No one is left out of her offerings, not the elite or the common. To acquire wisdom all you must do is seek it. Or perhaps stated with more theological accuracy, all you must do is let it seek you. The search for Wisdom is aided by Wisdom itself.  “Lady Wisdom goes out in the street and shouts.  At the town center she makes her speech. In the middle of traffic she takes her stand. At the busiest corner she calls out!” (Proverbs 1:20-21). We are given light and warmth for the journey somewhat like our granddaughter encouraging her mother when they were shopping for her first ballerina outfit. Three-year-old Madeline had told her mother she wanted a purple outfit, but there were no purple outfits, So, when Debbie, her mother, reached to a pink one, only to check the size she would need, Madeline reproved her mother’s effort saying, “Purple, purple, purple.”

When our lives head in directions that miss the mark, like quibbling over vaccinations, Wisdom expresses itself. The incorrigibly foolish will self-destruct, 1:32 “killed by their turning away.” Fools become self-righteous and reject as life-threatening the medicine that would heal. The foolish are described as predators contending for a young one’s life (1:10). The discerning person recognizes this and responds. Wisdom calls out to us. When we do not heed its call, Wisdom turns up the light, increases the warmth. Why should it surprise us that the fire that warms also burns? 

Wisdom cries in alarm, “Give heed to my reproof.” (Vv. 22-23a). Reprove means to encourage with love. “Listen, listen, and listen! I can revise your life. I’m ready to pour out my spirit on you. I’m ready to tell you all that I know” (vv. 23b-24). Most generally, Wisdom calls us beyond either/or thinking to improvise our lives by accommodating both/and kind of maturity in thinking.

We learn in Proverbs 8 Wisdom’s pedigree. God made Wisdom even before God created anything else. Wisdom is first. It is basic. Not only are the tangible things created by God, but so too are wisdom and knowledge, God’s “daring and delight” (8:30). 

All things bright and beautiful,
All things great and small,
All things wise and wonderful.
Our God made them all.[3] 

Let all things in creation and in your experience lead to God, the true source of all things bright and beautiful and great and small and wise and wonderful. Everything was made by God, and God was in Christ reconciling all things!! (II Corinthians 5:19).

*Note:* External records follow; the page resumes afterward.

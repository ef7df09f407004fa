//! Error types for the Pike library.
//!
//! All fallible operations return [`PikeError`] through the crate-wide
//! [`Result`] alias. Storage construction failures carry the path that was
//! being opened, mapped or written, so callers can report them without
//! threading extra context around.
//!
//! # Examples
//!
//! ```
//! use pike::error::{PikeError, Result};
//!
//! fn check(offset: usize, size: usize, available: usize) -> Result<()> {
//!     Err(PikeError::invalid_range(offset, size, available))
//! }
//!
//! let err = check(8, 4, 10).unwrap_err();
//! assert!(err.is_invalid_range());
//! ```

use std::io;
use std::path::{Path, PathBuf};

use thiserror::Error;

/// The main error type for Pike operations.
#[derive(Error, Debug)]
pub enum PikeError {
    /// The file to open does not exist.
    #[error("File not found: {}", path.display())]
    FileNotFound { path: PathBuf },

    /// The file exists but could not be opened or inspected.
    #[error("Failed to open {}: {source}", path.display())]
    OpenFailed {
        path: PathBuf,
        #[source]
        source: io::Error,
    },

    /// The file was opened but the memory mapping could not be established.
    #[error("Failed to map {}: {source}", path.display())]
    MapFailed {
        path: PathBuf,
        #[source]
        source: io::Error,
    },

    /// Creating, writing, syncing or renaming a file failed.
    #[error("Failed to write {}: {source}", path.display())]
    WriteFailed {
        path: PathBuf,
        #[source]
        source: io::Error,
    },

    /// A requested byte range does not fit inside its source.
    #[error("Invalid range: offset {offset} + size {size} exceeds {available} bytes")]
    InvalidRange {
        offset: usize,
        size: usize,
        available: usize,
    },

    /// I/O errors outside storage construction.
    #[error("I/O error: {0}")]
    Io(#[from] io::Error),

    /// JSON serialization errors
    #[error("JSON error: {0}")]
    Json(#[from] serde_json::Error),

    /// Invalid argument
    #[error("Invalid argument: {0}")]
    InvalidArgument(String),
}

/// Result type alias for operations that may fail with PikeError.
pub type Result<T> = std::result::Result<T, PikeError>;

impl PikeError {
    /// Create an open error, distinguishing a missing file from other failures.
    pub fn open_failed<P: AsRef<Path>>(path: P, source: io::Error) -> Self {
        let path = path.as_ref().to_path_buf();
        if source.kind() == io::ErrorKind::NotFound {
            PikeError::FileNotFound { path }
        } else {
            PikeError::OpenFailed { path, source }
        }
    }

    /// Create a mapping error.
    pub fn map_failed<P: AsRef<Path>>(path: P, source: io::Error) -> Self {
        PikeError::MapFailed {
            path: path.as_ref().to_path_buf(),
            source,
        }
    }

    /// Create a write error.
    pub fn write_failed<P: AsRef<Path>>(path: P, source: io::Error) -> Self {
        PikeError::WriteFailed {
            path: path.as_ref().to_path_buf(),
            source,
        }
    }

    /// Create a range error.
    pub fn invalid_range(offset: usize, size: usize, available: usize) -> Self {
        PikeError::InvalidRange {
            offset,
            size,
            available,
        }
    }

    /// Create a new invalid argument error.
    pub fn invalid_argument<S: Into<String>>(msg: S) -> Self {
        PikeError::InvalidArgument(msg.into())
    }

    /// Whether this error reports an out-of-bounds range.
    pub fn is_invalid_range(&self) -> bool {
        matches!(self, PikeError::InvalidRange { .. })
    }

    /// Whether this error reports a missing file.
    pub fn is_not_found(&self) -> bool {
        matches!(self, PikeError::FileNotFound { .. })
    }
}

Wisdom is attained little by little. It is acquired in a simple curve and flow moving the naïve to maturity, (2).  A foolish person looks at a huge hill and says, "I could never move that.” But a wise person looks at the same hill and says; “I could move one basket load of dirt today and another basket load tomorrow.”

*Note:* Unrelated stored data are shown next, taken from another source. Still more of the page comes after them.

//! HTTP request handlers: metrics scrape, landing page, health.

use std::time::Instant;

use axum::extract::State;
use axum::http::{StatusCode, header};
use axum::response::{Html, IntoResponse, Response};
use tracing::{debug, error, warn};

use jstat_core::registry;

use crate::state::{AppState, lock};

// ============================================================
// Health
// ============================================================

pub(crate) async fn handle_health() -> &'static str {
    "ok"
}

// ============================================================
// Landing page
// ============================================================

pub(crate) async fn handle_index(State(app): State<AppState>) -> Html<String> {
    Html(format!(
        r#"<html>
<head><title>jstat Exporter</title></head>
<body>
<h1>jstat Exporter</h1>
<p><a href="{path}">Metrics</a></p>
<p>version {version}</p>
</body>
</html>
"#,
        path = app.telemetry_path,
        version = jstat_core::VERSION,
    ))
}

// ============================================================
// Metrics
// ============================================================

/// Runs `jstat` for every enabled mode and returns all gauges.
///
/// The whole collect-and-encode sequence runs under the exporter lock, so
/// concurrent scrapes are serialized and never see a half-updated set.
pub(crate) async fn handle_metrics(State(app): State<AppState>) -> Response {
    let state = app.inner;
    let t0 = Instant::now();

    // jstat is a blocking child process: keep it off the async workers.
    let result = tokio::task::spawn_blocking(move || {
        let mut guard = lock(&state);
        let inner = &mut *guard;
        let report = inner.collector.collect_into(&mut inner.registry);
        (report, inner.registry.encode())
    })
    .await;

    let (report, encoded) = match result {
        Ok(r) => r,
        Err(e) => {
            error!(error = %e, "scrape panicked in spawn_blocking");
            return StatusCode::INTERNAL_SERVER_ERROR.into_response();
        }
    };

    let failed = report.failures().count();
    if failed > 0 {
        warn!(
            failed,
            updated = report.updated(),
            "scrape completed with failing report modes"
        );
    } else {
        debug!(
            updated = report.updated(),
            jstat_ms = report.timing.total.as_millis() as u64,
            total_ms = t0.elapsed().as_millis() as u64,
            "scrape completed"
        );
    }

    match encoded {
        Ok(body) => (
            StatusCode::OK,
            [(header::CONTENT_TYPE, registry::content_type())],
            body,
        )
            .into_response(),
        Err(e) => {
            error!(error = %e, "failed to encode metrics");
            (StatusCode::INTERNAL_SERVER_ERROR, "Failed to encode metrics").into_response()
        }
    }
}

“Revolution,” said Igor Stravinsky, “means turning the wheel.”  So, Jim Collins noticed this principle in companies that had evolved from good companies to great companies. His research discovered that companies never become great in one fell swoop. There was no single defining action, no grand program, no solitary innovation, no lone lucky break, no miracle moment. Rather, the process resembled relentlessly pushing a giant heavy flywheel in one direction, turn upon turn, building momentum until a point of breakthrough, and beyond.[4]

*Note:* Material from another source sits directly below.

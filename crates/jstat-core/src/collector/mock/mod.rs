//! In-memory `jstat` stand-in for testing without a JVM.

mod runner;
pub mod scenarios;

pub use runner::MockRunner;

So, too, we can think that the ways of God are too difficult to know. We can conclude prematurely that we can never discern the will of God for our lives.  But when Wisdom is assisting you on the journey you know that if you study and pray day by day, that with the help of Wisdom’s voice, you can reach what may now seem unreachable. 

While the way of God is too lofty for some, others climb step by step to reach its heights and to embrace its depth. As Wisdom was God’s companion before creation began, let it guide you into and through each new day. 

Wisdom call you to practice, act,

[1] Parker Palmer, To Know as We Are Known (San Francisco, Harper & Row, 1983) p. 62.

[2] Old Testament Women

[3] Cecil Alexander, 1818-1895, All Things Bright and Beautiful.

[4] Jim Collins, Good to Great (New York: Harper Business, 2001), p.14.